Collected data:
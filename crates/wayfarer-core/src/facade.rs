//! Invocation facade
//!
//! [`Concierge`] answers one chat query: resolve the client session to an
//! engine conversation, run the refinement loop, and wrap the result. The
//! same pipeline backs three delivery modes:
//!
//! - [`Concierge::call`] for callers already on a tokio runtime
//! - [`Concierge::call_blocking`] for plain threads
//! - [`Concierge::stream`] for incremental delivery as [`StreamEvent`]s

use crate::engine::ExecutionEngine;
use crate::error::{Error, Result};
use crate::refinement::{
    RefinementConfig, RefinementLoop, ResponseCritic, ResponseGenerator, ResponseReviser,
};
use crate::session_mapper::{SessionMapper, DEFAULT_WARM_UP_MESSAGE};
use crate::stream::{ResponseStream, StreamEvent};
use futures::stream::{self, StreamExt};
use serde::{Deserialize, Serialize};
use std::sync::Arc;
use tokio::sync::mpsc;
use tokio_stream::wrappers::ReceiverStream;
use tracing::{debug, info, instrument, warn};

const STREAM_BUFFER: usize = 16;

/// One user query
#[derive(Debug, Clone, PartialEq, Eq, Serialize, Deserialize)]
pub struct ChatRequest {
    /// The question
    pub query: String,
    /// Session id chosen by the client
    pub client_session_id: String,
    /// Caller identity
    pub principal_id: String,
}

impl ChatRequest {
    /// Build a request
    pub fn new(
        query: impl Into<String>,
        client_session_id: impl Into<String>,
        principal_id: impl Into<String>,
    ) -> Self {
        Self {
            query: query.into(),
            client_session_id: client_session_id.into(),
            principal_id: principal_id.into(),
        }
    }
}

/// Refined answer, echoing the client's own identifiers
#[derive(Debug, Clone, PartialEq, Eq, Serialize, Deserialize)]
pub struct ChatResponse {
    /// Final response text
    pub response: String,
    /// The client session id from the request
    pub session_id: String,
    /// The principal id from the request
    pub user_id: String,
}

/// Facade settings
#[derive(Debug, Clone, Serialize, Deserialize)]
pub struct ConciergeConfig {
    /// Refinement loop settings
    #[serde(default)]
    pub refinement: RefinementConfig,
    /// First message sent to every new conversation
    #[serde(default = "default_warm_up_message")]
    pub warm_up_message: String,
}

fn default_warm_up_message() -> String {
    DEFAULT_WARM_UP_MESSAGE.to_string()
}

impl Default for ConciergeConfig {
    fn default() -> Self {
        Self {
            refinement: RefinementConfig::default(),
            warm_up_message: default_warm_up_message(),
        }
    }
}

/// Session mapping plus refinement, behind one entry point
pub struct Concierge {
    sessions: SessionMapper,
    refinement: RefinementLoop,
}

impl Concierge {
    /// Combine a session mapper and a refinement loop
    #[must_use]
    pub fn new(sessions: SessionMapper, refinement: RefinementLoop) -> Self {
        Self {
            sessions,
            refinement,
        }
    }

    /// Wire every role to a single engine
    pub fn from_engine<E>(engine: Arc<E>, config: ConciergeConfig) -> Result<Self>
    where
        E: ExecutionEngine + ResponseGenerator + ResponseCritic + ResponseReviser + 'static,
    {
        config.refinement.validate()?;
        let sessions =
            SessionMapper::new(engine.clone()).with_warm_up_message(config.warm_up_message);
        let refinement = RefinementLoop::new(engine.clone(), engine.clone(), engine)
            .with_config(config.refinement);
        Ok(Self::new(sessions, refinement))
    }

    /// Session table
    #[must_use]
    pub fn sessions(&self) -> &SessionMapper {
        &self.sessions
    }

    /// Answer a query and wait for the refined response
    #[instrument(skip(self, request), fields(session_id = %request.client_session_id, user_id = %request.principal_id))]
    pub async fn call(&self, request: &ChatRequest) -> Result<ChatResponse> {
        let response = self.answer(request, None).await?;
        Ok(ChatResponse {
            response,
            session_id: request.client_session_id.clone(),
            user_id: request.principal_id.clone(),
        })
    }

    /// Blocking form of [`Concierge::call`].
    ///
    /// Drives the pipeline on a fresh current-thread runtime that is dropped
    /// afterwards. Must not be called from inside an async context.
    pub fn call_blocking(&self, request: &ChatRequest) -> Result<ChatResponse> {
        let runtime = tokio::runtime::Builder::new_current_thread()
            .enable_all()
            .build()
            .map_err(|e| Error::Internal(format!("failed to build runtime: {e}")))?;
        runtime.block_on(self.call(request))
    }

    /// Stream the answer.
    ///
    /// Every draft is yielded as a [`StreamEvent::Fragment`]; the last one
    /// is the refined response. The stream ends with [`StreamEvent::Done`]
    /// on success or a single [`StreamEvent::Error`] on failure. Nothing
    /// runs until the stream is first polled, and dropping it stops the
    /// pipeline at the next draft.
    pub fn stream(self: Arc<Self>, request: ChatRequest) -> ResponseStream {
        stream::once(async move {
            let (tx, rx) = mpsc::channel(STREAM_BUFFER);
            tokio::spawn(self.drive(request, tx));
            ReceiverStream::new(rx)
        })
        .flatten()
        .boxed()
    }

    async fn drive(self: Arc<Self>, request: ChatRequest, tx: mpsc::Sender<StreamEvent>) {
        match self.answer(&request, Some(&tx)).await {
            Ok(_) => {
                let _ = tx.send(StreamEvent::Done).await;
            }
            Err(Error::Cancelled) => {
                debug!(session_id = %request.client_session_id, "Stream consumer went away");
            }
            Err(e) => {
                warn!(session_id = %request.client_session_id, error = %e, "Streaming chat failed");
                let _ = tx.send(StreamEvent::Error(e.to_string())).await;
            }
        }
    }

    async fn answer(
        &self,
        request: &ChatRequest,
        drafts: Option<&mpsc::Sender<StreamEvent>>,
    ) -> Result<String> {
        let conversation_id = self
            .sessions
            .resolve_or_create(&request.principal_id, &request.client_session_id)
            .await?;

        let outcome = self
            .refinement
            .run(&request.query, &conversation_id, drafts)
            .await?;
        info!(
            conversation_id = %conversation_id,
            iterations = outcome.iterations,
            exit = ?outcome.exit,
            "Chat answered"
        );
        Ok(outcome.response)
    }
}

impl std::fmt::Debug for Concierge {
    fn fmt(&self, f: &mut std::fmt::Formatter<'_>) -> std::fmt::Result {
        f.debug_struct("Concierge")
            .field("sessions", &self.sessions)
            .field("refinement", self.refinement.config())
            .finish()
    }
}

#[cfg(test)]
mod tests;
//! Gemini provider configuration

use crate::error::{Error, Result};
use crate::util::mask_api_key;
use secrecy::{ExposeSecret, SecretString};
use std::fmt;
use std::time::Duration;

/// Default API base URL
pub const DEFAULT_BASE_URL: &str = "https://generativelanguage.googleapis.com/v1beta";

/// Default Gemini model
pub const DEFAULT_MODEL: &str = "gemini-2.5-flash";

/// Gemini provider configuration
#[derive(Clone)]
pub struct GeminiConfig {
    /// API key, sent as the `key` query parameter
    pub api_key: SecretString,
    /// Base URL
    pub base_url: String,
    /// Default model
    pub default_model: String,
    /// Default max output tokens
    pub default_max_tokens: u32,
    /// Request timeout
    pub timeout: Duration,
    /// Retries on 429 and 5xx before giving up
    pub max_retries: u32,
}

impl fmt::Debug for GeminiConfig {
    fn fmt(&self, f: &mut fmt::Formatter<'_>) -> fmt::Result {
        f.debug_struct("GeminiConfig")
            .field("api_key", &mask_api_key(self.api_key.expose_secret()))
            .field("base_url", &self.base_url)
            .field("default_model", &self.default_model)
            .field("default_max_tokens", &self.default_max_tokens)
            .field("timeout", &self.timeout)
            .field("max_retries", &self.max_retries)
            .finish()
    }
}

impl GeminiConfig {
    /// Create a new configuration with an API key
    #[must_use]
    pub fn new(api_key: impl Into<String>) -> Self {
        Self {
            api_key: SecretString::from(api_key.into()),
            base_url: DEFAULT_BASE_URL.to_string(),
            default_model: DEFAULT_MODEL.to_string(),
            default_max_tokens: 8192,
            timeout: Duration::from_secs(60),
            max_retries: 2,
        }
    }

    /// Create configuration from `GEMINI_API_KEY` or `GOOGLE_API_KEY`.
    ///
    /// `GEMINI_BASE_URL` and `GEMINI_MODEL` override the defaults.
    pub fn from_env() -> Result<Self> {
        let api_key = std::env::var("GEMINI_API_KEY")
            .or_else(|_| std::env::var("GOOGLE_API_KEY"))
            .ok()
            .filter(|key| !key.trim().is_empty())
            .ok_or_else(|| {
                Error::NotConfigured("GEMINI_API_KEY or GOOGLE_API_KEY not set".to_string())
            })?;

        let mut config = Self::new(api_key);
        if let Ok(base_url) = std::env::var("GEMINI_BASE_URL") {
            config.base_url = base_url;
        }
        if let Ok(model) = std::env::var("GEMINI_MODEL") {
            config.default_model = model;
        }
        Ok(config)
    }

    /// Set the base URL
    #[must_use]
    pub fn with_base_url(mut self, url: impl Into<String>) -> Self {
        self.base_url = url.into();
        self
    }

    /// Set the default model
    #[must_use]
    pub fn with_model(mut self, model: impl Into<String>) -> Self {
        self.default_model = model.into();
        self
    }

    /// Set the default max tokens
    #[must_use]
    pub fn with_max_tokens(mut self, max_tokens: u32) -> Self {
        self.default_max_tokens = max_tokens;
        self
    }

    /// Set the timeout
    #[must_use]
    pub fn with_timeout(mut self, timeout: Duration) -> Self {
        self.timeout = timeout;
        self
    }

    /// Set the retry budget for transient failures
    #[must_use]
    pub fn with_max_retries(mut self, max_retries: u32) -> Self {
        self.max_retries = max_retries;
        self
    }
}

» **WHAT IS EXPECTED**:
Look above for the line holding "pub struct GeminiConfig" and the line holding "pub fn from_env()", then output exactly those two lines and every line between them, nothing more.

» **SOLUTION TO THIS TASK**:
pub struct GeminiConfig {
    /// API key, sent as the `key` query parameter
    pub api_key: SecretString,
    /// Base URL
    pub base_url: String,
    /// Default model
    pub default_model: String,
    /// Default max output tokens
    pub default_max_tokens: u32,
    /// Request timeout
    pub timeout: Duration,
    /// Retries on 429 and 5xx before giving up
    pub max_retries: u32,
}

impl fmt::Debug for GeminiConfig {
    fn fmt(&self, f: &mut fmt::Formatter<'_>) -> fmt::Result {
        f.debug_struct("GeminiConfig")
            .field("api_key", &mask_api_key(self.api_key.expose_secret()))
            .field("base_url", &self.base_url)
            .field("default_model", &self.default_model)
            .field("default_max_tokens", &self.default_max_tokens)
            .field("timeout", &self.timeout)
            .field("max_retries", &self.max_retries)
            .finish()
    }
}

impl GeminiConfig {
    /// Create a new configuration with an API key
    #[must_use]
    pub fn new(api_key: impl Into<String>) -> Self {
        Self {
            api_key: SecretString::from(api_key.into()),
            base_url: DEFAULT_BASE_URL.to_string(),
            default_model: DEFAULT_MODEL.to_string(),
            default_max_tokens: 8192,
            timeout: Duration::from_secs(60),
            max_retries: 2,
        }
    }

    /// Create configuration from `GEMINI_API_KEY` or `GOOGLE_API_KEY`.
    ///
    /// `GEMINI_BASE_URL` and `GEMINI_MODEL` override the defaults.
    pub fn from_env() -> Result<Self> {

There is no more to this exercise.